October 27, 2011
Whistler's election candidates are canvassing the community for donations to fuel their campaign spending but how much they raise or spend may not matter come ballot time.
If history is anything to go by, it's not how much candidates spend that counts in the minds of Whistler voters.
In the last three municipal elections the top campaign spenders - Dave Davenport's $27,000 in 2002, Ted Nebbeling's $40,000 in 2005 and Kristi Wells' $20,000 in 2008 - didn't secure the mayor's seat.
In the last two cases Ken Melamed spent half as much and won.
The same was true for council contenders. In the 2005 election Marianne Wade was the biggest spender for a council seat at $6,500. She did not win.

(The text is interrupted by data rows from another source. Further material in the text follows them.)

//! # Session Driver
//!
//! Owns the active session and runs it to completion. Each key event is
//! mapped through the command registry, applied to the session, and
//! followed by a fresh frame. Network calls needed by the table session
//! are awaited inline, so no further input is read until they finish.

use crate::api::{load_all_entries, EntryApi};
use crate::tui::{
    commands::{
        CommandContext, CommandEvent, CommandRegistry, FieldEdit, FocusDirection, TableMovement,
    },
    io::{EventStream, RenderStream},
    view_models::{ActiveSession, SessionOutcome},
    views::SessionRenderer,
};
use anyhow::Result;
use crossterm::event::{Event, KeyEvent, KeyEventKind};
use std::time::Duration;

const POLL_INTERVAL: Duration = Duration::from_millis(100);

pub struct AppController<A: EntryApi, ES: EventStream, RS: RenderStream> {
    api: A,
    session: ActiveSession,
    view_renderer: SessionRenderer<RS>,
    command_registry: CommandRegistry,
    event_stream: ES,
}

impl<A: EntryApi, ES: EventStream, RS: RenderStream> AppController<A, ES, RS> {
    /// Create a driver for `session` with injected I/O streams
    pub fn new(api: A, session: ActiveSession, event_stream: ES, render_stream: RS) -> Result<Self> {
        Ok(Self {
            api,
            session,
            view_renderer: SessionRenderer::with_render_stream(render_stream)?,
            command_registry: CommandRegistry::new(),
            event_stream,
        })
    }

    pub fn session(&self) -> &ActiveSession {
        &self.session
    }

    /// Run until the session exits. The terminal is restored even when
    /// the loop fails.
    pub async fn run(&mut self) -> Result<SessionOutcome> {
        self.view_renderer.initialize()?;
        let result = self.event_loop().await;
        let cleanup = self.view_renderer.cleanup();

        let outcome = result?;
        cleanup?;
        tracing::debug!("Session finished: {:?}", outcome);
        Ok(outcome)
    }

    async fn event_loop(&mut self) -> Result<SessionOutcome> {
        self.view_renderer.render(&self.session)?;

        while !self.session.is_exited() {
            if !self.event_stream.poll(POLL_INTERVAL)? {
                continue;
            }
            match self.event_stream.read()? {
                Event::Key(key_event) if key_event.kind != KeyEventKind::Release => {
                    self.handle_key(key_event).await?;
                }
                Event::Resize(width, height) => {
                    self.view_renderer.update_size(width, height);
                    self.view_renderer.render(&self.session)?;
                }
                _ => {}
            }
        }

        Ok(self.session.outcome())
    }

    async fn handle_key(&mut self, key_event: KeyEvent) -> Result<()> {
        tracing::trace!("Received key event: {:?}", key_event);
        let context = CommandContext::from_session(&self.session);

        let events = match self.command_registry.process_event(key_event, &context) {
            Ok(events) => events,
            Err(e) => {
                tracing::warn!("Command failed for {:?}: {}", key_event, e);
                return Ok(());
            }
        };
        if events.is_empty() {
            return Ok(());
        }

        for event in events {
            self.apply_command_event(event).await?;
        }
        if !self.session.is_exited() {
            self.view_renderer.render(&self.session)?;
        }
        Ok(())
    }

    async fn apply_command_event(&mut self, event: CommandEvent) -> Result<()> {
        match event {
            CommandEvent::TableMoveRequested { movement } => self.move_table_cursor(movement),
            CommandEvent::DeleteRequested => self.delete_selected().await?,
            CommandEvent::RefreshRequested => {
                let started = match &mut self.session {
                    ActiveSession::Table(table) => table.begin_refresh(),
                    _ => false,
                };
                if started {
                    self.reload_table().await?;
                }
            }
            CommandEvent::FieldEditRequested { edit } => self.edit_focused_field(edit),
            CommandEvent::FocusMoveRequested { direction } => {
                if let ActiveSession::Form(form) = &mut self.session {
                    match direction {
                        FocusDirection::Next => form.focus_next(),
                        FocusDirection::Previous => form.focus_prev(),
                    };
                }
            }
            CommandEvent::ActivateRequested => {
                if let ActiveSession::Form(form) = &mut self.session {
                    form.activate();
                }
            }
            CommandEvent::CancelRequested => {
                if let ActiveSession::Form(form) = &mut self.session {
                    form.cancel();
                }
            }
            CommandEvent::QuitRequested => match &mut self.session {
                ActiveSession::Table(table) => table.quit(),
                ActiveSession::Form(form) => form.cancel(),
                ActiveSession::None => {}
            },
        }
        Ok(())
    }

    fn move_table_cursor(&mut self, movement: TableMovement) {
        let ActiveSession::Table(table) = &mut self.session else {
            return;
        };
        match movement {
            TableMovement::Up => table.move_up(1),
            TableMovement::Down => table.move_down(1),
            TableMovement::PageUp => table.page_up(),
            TableMovement::PageDown => table.page_down(),
            TableMovement::HalfPageUp => table.half_page_up(),
            TableMovement::HalfPageDown => table.half_page_down(),
            TableMovement::Top => table.goto_top(),
            TableMovement::Bottom => table.goto_bottom(),
        };
    }

    fn edit_focused_field(&mut self, edit: FieldEdit) {
        let ActiveSession::Form(form) = &mut self.session else {
            return;
        };
        form.edit(|field| match edit {
            FieldEdit::Insert(ch) => field.insert_char(ch),
            FieldEdit::Backspace => field.backspace(),
            FieldEdit::Delete => field.delete_forward(),
            FieldEdit::Left => field.move_left(),
            FieldEdit::Right => field.move_right(),
            FieldEdit::Home => {
                field.move_to_start();
                true
            }
            FieldEdit::End => {
                field.move_to_end();
                true
            }
            FieldEdit::DeleteToStart => field.delete_to_start(),
            FieldEdit::DeleteToEnd => field.delete_to_end(),
        });
    }

    /// Delete the selected row, then reload the whole collection
    async fn delete_selected(&mut self) -> Result<()> {
        let id = match &mut self.session {
            ActiveSession::Table(table) => table.begin_delete(),
            _ => None,
        };
        let Some(id) = id else {
            return Ok(());
        };
        self.view_renderer.render(&self.session)?;

        let result = self.api.delete_entry(&id).await;
        let needs_refresh = match &mut self.session {
            ActiveSession::Table(table) => table.finish_delete(result),
            _ => false,
        };
        if needs_refresh {
            self.reload_table().await?;
        }
        Ok(())
    }

    /// Full pagination sweep into the table; expects `AwaitingRefresh`
    async fn reload_table(&mut self) -> Result<()> {
        self.view_renderer.render(&self.session)?;
        let result = load_all_entries(&self.api).await;
        if let ActiveSession::Table(table) = &mut self.session {
            table.finish_refresh(result);
        }
        Ok(())
    }
}
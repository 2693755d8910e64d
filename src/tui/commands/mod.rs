//! # Command Infrastructure
//!
//! Key bindings live in small [`Command`] implementations. Each command
//! decides whether a key is relevant for the active session and turns it
//! into [`CommandEvent`]s; the [`CommandRegistry`] runs the first match.

pub mod app;
pub mod events;
pub mod form;
pub mod table;

pub use events::{CommandEvent, FieldEdit, FocusDirection, TableMovement};

use crate::tui::view_models::{ActiveSession, FocusTarget};
use anyhow::Result;
use crossterm::event::KeyEvent;

/// Which session is receiving input
#[derive(Debug, Clone, Copy, PartialEq, Eq)]
pub enum SessionKind {
    Table,
    Form,
    None,
}

/// Read-only snapshot of the active session for commands
#[derive(Debug, Clone, PartialEq, Eq)]
pub struct CommandContext {
    pub session: SessionKind,
    pub focus: Option<FocusTarget>,
}

impl CommandContext {
    pub fn new(session: SessionKind, focus: Option<FocusTarget>) -> Self {
        Self { session, focus }
    }

    /// Snapshot the session the controller currently owns
    pub fn from_session(session: &ActiveSession) -> Self {
        match session {
            ActiveSession::Table(_) => Self::new(SessionKind::Table, None),
            ActiveSession::Form(form) => Self::new(SessionKind::Form, Some(form.focus_target())),
            ActiveSession::None => Self::new(SessionKind::None, None),
        }
    }
}

/// A key binding: relevance check plus the events it produces
pub trait Command: Send + Sync {
    /// Whether this command handles `event` in `context`
    fn is_relevant(&self, context: &CommandContext, event: &KeyEvent) -> bool;

    /// Produce the events for `event`
    fn execute(&self, event: KeyEvent, context: &CommandContext) -> Result<Vec<CommandEvent>>;

    /// Command name for logging
    fn name(&self) -> &'static str;
}

/// Ordered set of commands; the first relevant one wins
pub struct CommandRegistry {
    commands: Vec<Box<dyn Command>>,
}

impl CommandRegistry {
    /// Create a registry with every default binding
    pub fn new() -> Self {
        let mut registry = Self {
            commands: Vec::new(),
        };
        registry.register_default_commands();
        registry
    }

    fn register_default_commands(&mut self) {
        // Ctrl+C must win over every session binding
        self.add_command(Box::new(app::AppTerminateCommand));

        self.add_command(Box::new(table::TableQuitCommand));
        self.add_command(Box::new(table::TableDeleteCommand));
        self.add_command(Box::new(table::TableRefreshCommand));
        self.add_command(Box::new(table::TableNavigationCommand));

        self.add_command(Box::new(form::FormCancelCommand));
        self.add_command(Box::new(form::FormActivateCommand));
        self.add_command(Box::new(form::FormFocusCommand));
        self.add_command(Box::new(form::FormEditCommand));
    }

    pub fn add_command(&mut self, command: Box<dyn Command>) {
        self.commands.push(command);
    }

    pub fn command_count(&self) -> usize {
        self.commands.len()
    }

    /// Turn a key event into command events. Unbound keys yield nothing.
    pub fn process_event(
        &self,
        event: KeyEvent,
        context: &CommandContext,
    ) -> Result<Vec<CommandEvent>> {
        match self
            .commands
            .iter()
            .find(|command| command.is_relevant(context, &event))
        {
            Some(command) => {
                tracing::debug!("Key {:?} handled by {}", event.code, command.name());
                command.execute(event, context)
            }
            None => {
                tracing::trace!("No command for key {:?} in {:?}", event, context.session);
                Ok(Vec::new())
            }
        }
    }
}

impl Default for CommandRegistry {
    fn default() -> Self {
        Self::new()
    }
}

#[cfg(test)]
pub(crate) mod test_support {
    use super::*;
    use crossterm::event::{KeyCode, KeyModifiers};

    pub fn key(code: KeyCode) -> KeyEvent {
        KeyEvent::new(code, KeyModifiers::NONE)
    }

    pub fn ctrl(ch: char) -> KeyEvent {
        KeyEvent::new(KeyCode::Char(ch), KeyModifiers::CONTROL)
    }

    pub fn table_context() -> CommandContext {
        CommandContext::new(SessionKind::Table, None)
    }

    pub fn form_context(focus: FocusTarget) -> CommandContext {
        CommandContext::new(SessionKind::Form, Some(focus))
    }
}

In the 2008 election Jack Compton topped out at $7,000. He too did not win.
Though Whistler's track record may say different, election spending can be critical in a campaign.
"It doesn't always matter (how much you spend)," said Simon Fraser University political science Professor Patrick Smith. "But I think it's fair to say that it often matters."
Smith estimates that $13 million was spent by municipal parties and candidates across B.C. three years ago. That doesn't include the money spent by third parties.
In Vancouver, candidates and parties spent $5.5 million. In Quesnel, a town of 10,000 people, candidates each spent about $20,000 for the mayor's run.
Usually advertising is one of the ways to get names into the minds of voters.
In small communities, however, people often know the candidates personally or through their work in other organizations.
"Money may not be the biggest factor in somebody that has a fairly long history of involvement," said Smith.
Still, tens of thousands of dollars will be spent in the community in the next five weeks as the political machine moves into full force in advance of November's election.
New mayoral candidate Brent McIvor said this week that he won't be accepting any donations, but will be relying heavily on social media to get his name, and his message, out to voters.
"I've always had a problem with money being given to candidates," adding that candidates don't have to disclose that donation information until March 2012, six months after the polls close.
"I'm passionate about that," said McIvor. "I just don't think in today's world, with the temptation of cronyism, that we accept that any longer."
He's not the only one.
Last year a provincial task force examining municipal elections called for a cap on how much money can be spent.